On February 8, 1988, the elder Sullivans filed a motion to open and modify the judgment of strict foreclosure. Their motion was not heard prior to the passing of the law days. On March 4, 1988, the Wirtzes satisfied the judgment by paying the plaintiff $82,013.91 in order to redeem their interest. Thereafter the plaintiff filed a satisfaction of judgment. The younger Sullivans filed their appearance on March 14, 1988, and, at the same time, filed a motion to open and modify the judgment of strict foreclosure. Later, on *345May 20,1988, they filed a motion to set new law days. All the motions of both the younger and elder Sullivans were heard on June 2, 1988, and denied by the trial court on July 22, 1988. On August 11, 1988, the younger Sullivans appealed the denial of their motions and the judgment of strict foreclosure rendered January 19, 1988, to the Appellate Court. The elder Sul-livans, however, did not appeal. The Wirtzes filed a motion to dismiss the appeal, which was denied by the Appellate Court on November 3,1988. We thereafter transferred the appeal to this court pursuant to Practice Book § 4023. We conclude that the trial court should have granted the younger Sullivans’ motion to open the judgment of strict foreclosure and remand the case with direction to open the judgment and to order a foreclosure by sale.
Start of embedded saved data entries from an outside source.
//! Sitzungs-Ledger
//!
//! Jedes ausgestellte Token wird als SHA-256-Hash mit Subjekt und Ablauf
//! protokolliert. Eine neue Anmeldung loest fruehere Eintraege desselben
//! Subjekts ab. Das Ledger ist ein Protokoll: die Token-Verifikation liest
//! es nicht, und Schreibfehler verhindern keine Anmeldung.
//!
//! Abloesen heisst: erst einfuegen, dann alle anderen aktiven Eintraege des
//! Subjekts deaktivieren. Zwei gleichzeitige Anmeldungen desselben Subjekts
//! koennen sich dabei gegenseitig deaktivieren, sodass kein Eintrag aktiv
//! bleibt. Die Tokens selbst bleiben davon unberuehrt gueltig.

use std::sync::Arc;

use sha2::{Digest, Sha256};
use uuid::Uuid;

use shopwerk_core::PrincipalArt;
use shopwerk_db::{models::NeueSitzung, models::SitzungRecord, SitzungsRepository};

use crate::{error::AuthResult, token::AusgestelltesToken};

/// SHA-256 eines Tokens als Hex-String
pub fn token_hash(token: &str) -> String {
    format!("{:x}", Sha256::digest(token.as_bytes()))
}

/// Protokoll ausgestellter Tokens
pub struct SitzungsLedger<S> {
    speicher: Arc<S>,
}

impl<S: SitzungsRepository> SitzungsLedger<S> {
    pub fn neu(speicher: Arc<S>) -> Self {
        Self { speicher }
    }

    /// Traegt ein frisch ausgestelltes Token ein und loest fruehere
    /// Eintraege des Subjekts ab. Fehler werden nur protokolliert.
    pub async fn eintragen(&self, ausgestellt: &AusgestelltesToken) {
        let hash = token_hash(&ausgestellt.token);
        let claims = &ausgestellt.claims;

        let eintrag = NeueSitzung {
            token_hash: &hash,
            subject_id: claims.sub,
            subject_kind: claims.kind,
            created_at: claims.ausgestellt_am(),
            expires_at: claims.laeuft_ab_am(),
        };

        if let Err(e) = self.speicher.insert_session(eintrag).await {
            tracing::warn!(
                subjekt = %claims.sub,
                art = %claims.kind,
                fehler = %e,
                "Ledger-Eintrag fehlgeschlagen"
            );
            return;
        }

        match self
            .speicher
            .deactivate_sessions_for_subject(claims.sub, claims.kind, Some(&hash))
            .await
        {
            Ok(0) => {}
            Ok(abgeloest) => {
                tracing::debug!(subjekt = %claims.sub, abgeloest, "Fruehere Sitzungen abgeloest")
            }
            Err(e) => tracing::warn!(
                subjekt = %claims.sub,
                fehler = %e,
                "Fruehere Sitzungen konnten nicht abgeloest werden"
            ),
        }
    }

    /// Markiert den Eintrag des Tokens als inaktiv
    ///
    /// Gibt `false` zurueck wenn kein aktiver Eintrag existierte.
    pub async fn abmelden(&self, token: &str) -> AuthResult<bool> {
        let hash = token_hash(token);
        Ok(self.speicher.deactivate_session(&hash).await?)
    }

    /// Beendet alle aktiven Eintraege eines Subjekts; Fehler werden nur protokolliert
    pub async fn alle_beenden(&self, subjekt: Uuid, art: PrincipalArt) {
        match self
            .speicher
            .deactivate_sessions_for_subject(subjekt, art, None)
            .await
        {
            Ok(anzahl) => tracing::debug!(subjekt = %subjekt, anzahl, "Sitzungen beendet"),
            Err(e) => tracing::warn!(subjekt = %subjekt, fehler = %e, "Sitzungen nicht beendet"),
        }
    }

    /// Alle Eintraege eines Subjekts, neueste zuerst
    pub async fn sitzungen_fuer(
        &self,
        subjekt: Uuid,
        art: PrincipalArt,
    ) -> AuthResult<Vec<SitzungRecord>> {
        Ok(self
            .speicher
            .list_sessions_for_subject(subjekt, art)
            .await?)
    }
}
The trial court denied the motion to open the judgment of strict foreclosure on three grounds: (1) the exercise by the Wirtzes of their right to redeem by payment of the mortgage debt on March 4, 1988, under the terms of the judgment, vested them with absolute title to the property, so that § 49-15 thereafter prohibited opening the judgment; (2) the failure of the elder Sullivans to have their motion acted upon before the law days had passed rendered their motion ineffective to activate the automatic stay provided by Practice Book § 4046; and (3) a strict foreclosure was appropriate because it was the only way to protect the Wirtzes’ right to specific performance of their contract to purchase the property. On appeal the Wirtzes advance essentially the same reasons for affirming the judgment, but also claim that the delay of the younger Sul-livans in filing their motions until after the Wirtzes had redeemed should bar relief under the doctrine of laches.

I

As the trial court noted, § 49-15, which allows the opening of a judgment of strict foreclosure “upon the

*346written motion of any person having an interest therein, and for cause shown,” provides that “no such judgment shall be opened after the title has become absolute in any encumbrancer.” We have held that to open a judgment after the time fixed in the statute is erroneous but that the error may be waived. Ferguson v. Sabo, 115 Conn. 619, 622-23,162 A. 844 (1932). If title had become absolute in the Wirtzes as a result of their payment of the mortgage debt on March 4, 1988, the trial court would not have been authorized, without a waiver, to grant a motion to open the foreclosure judgment after that date.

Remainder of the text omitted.